3. The method for eliminating influence of nozzle splicing on printing quality according to claim 2, wherein the generating of the feathering template with the same size as the exposed white area according to the dot distribution rule comprises:

4. The method for eliminating influence of nozzle splicing on printing quality according to claim 3, wherein the eclosion template comprises K template units, the K template units are arranged in parallel in a main scanning direction of the sprayer without intervals, a data dot matrix corresponding to each template unit comprises N rows and M columns, the number of ink outlets in the N +1 th row in the data dot matrix is larger than that in the N th row, N, M, K, N is a natural number, and N is larger than or equal to N.

5. The method for eliminating influence of nozzle splicing on printing quality according to claim 4, wherein the dot distribution rule is as follows: the number of ink output points of the nth row in the data dot matrix is

and is

The ink discharge dots are arranged in series.

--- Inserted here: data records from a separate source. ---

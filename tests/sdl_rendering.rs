//! Contract checks on the SDL text published through `_service`.

use apollo_compiler::Schema;
use apollo_subgraph::subgraph::sdl;

const FEDERATED_REVIEWS: &str = r#"
    directive @key(fields: _FieldSet!) on OBJECT | INTERFACE
    directive @external on FIELD_DEFINITION
    directive @requires(fields: _FieldSet!) on FIELD_DEFINITION
    directive @provides(fields: _FieldSet!) on FIELD_DEFINITION
    directive @extends on OBJECT | INTERFACE

    scalar _FieldSet
    scalar _Any

    type _Service {
      sdl: String!
    }

    type Query {
      me: User
    }

    type User @key(fields: "id") @extends {
      id: ID! @external
      reviews: [Review] @provides(fields: "rating")
      rating: Int @requires(fields: "id")
    }

    type Review {
      rating: Int
    }
"#;

fn reviews_schema() -> Schema {
    Schema::parse(FEDERATED_REVIEWS, "reviews.graphql").expect("reviews schema parses")
}

#[test]
fn federation_definitions_never_appear() {
    let printed = sdl(&reviews_schema());
    for forbidden in [
        "directive @key",
        "directive @external",
        "directive @requires",
        "directive @provides",
        "directive @extends",
        "directive @deprecated",
        "directive @include",
        "directive @skip",
        "directive @specifiedBy",
        "scalar _Any",
        "scalar _FieldSet",
        "type _Service",
        "type _Entity",
        "union _Entity",
    ] {
        assert!(
            !printed.contains(forbidden),
            "published SDL must not contain {forbidden:?}:\n{printed}"
        );
    }
}

#[test]
fn directive_usages_survive_on_visible_definitions() {
    let printed = sdl(&reviews_schema());
    assert!(printed.contains(r#"@key(fields: "id")"#));
    assert!(printed.contains("@extends"));
    assert!(printed.contains("@external"));
    assert!(printed.contains(r#"@provides(fields: "rating")"#));
    assert!(printed.contains(r#"@requires(fields: "id")"#));
}

#[test]
fn published_sdl_is_stable_and_alphabetical() {
    insta::assert_snapshot!(sdl(&reviews_schema()), @r#"
    schema {
      query: Query
    }

    type Query {
      me: User
    }

    type Review {
      rating: Int
    }

    type User @key(fields: "id") @extends {
      id: ID! @external
      reviews: [Review] @provides(fields: "rating")
      rating: Int @requires(fields: "id")
    }
    "#);
}

#[test]
fn published_sdl_names_the_root_operation_types() {
    // Emitted even though the root keeps the default name.
    let printed = sdl(&reviews_schema());
    assert!(printed.contains("schema {\n  query: Query\n}"));
}

#[test]
fn deprecations_are_published_without_their_definition() {
    let schema = Schema::parse(
        r#"
        type Query {
          current: String
          legacy: String @deprecated(reason: "use current")
        }
        "#,
        "deprecations.graphql",
    )
    .expect("schema parses");
    let printed = sdl(&schema);
    assert!(!printed.contains("directive @deprecated"));
    assert!(printed.contains(r#"legacy: String @deprecated(reason: "use current")"#));
}

#[test]
fn published_sdl_parses_on_its_own() {
    let printed = sdl(&reviews_schema());
    Schema::parse(&printed, "published.graphql").expect("published SDL is standalone");
}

6. The method for eliminating influence of nozzle splicing on printing quality according to claim 1, wherein the operation of the dot matrix data corresponding to the feathering template and the original printing data corresponding to the original printing image to obtain the actual printing data comprises:

7. The method for eliminating influence of nozzle splicing on printing quality according to any one of claims 1 to 6, wherein ink discharge data and ink non-discharge data in dot matrix data corresponding to the eclosion template are equal.

8. An apparatus for eliminating nozzle stitching from affecting print quality, the apparatus comprising:

9. An apparatus for eliminating nozzle stitching from affecting print quality, comprising: at least one processor, at least one memory, and computer program instructions stored in the memory that, when executed by the processor, implement the method of any of claims 1-7.

10. A medium having stored thereon computer program instructions, which, when executed by a processor, implement the method of any one of claims 1-7.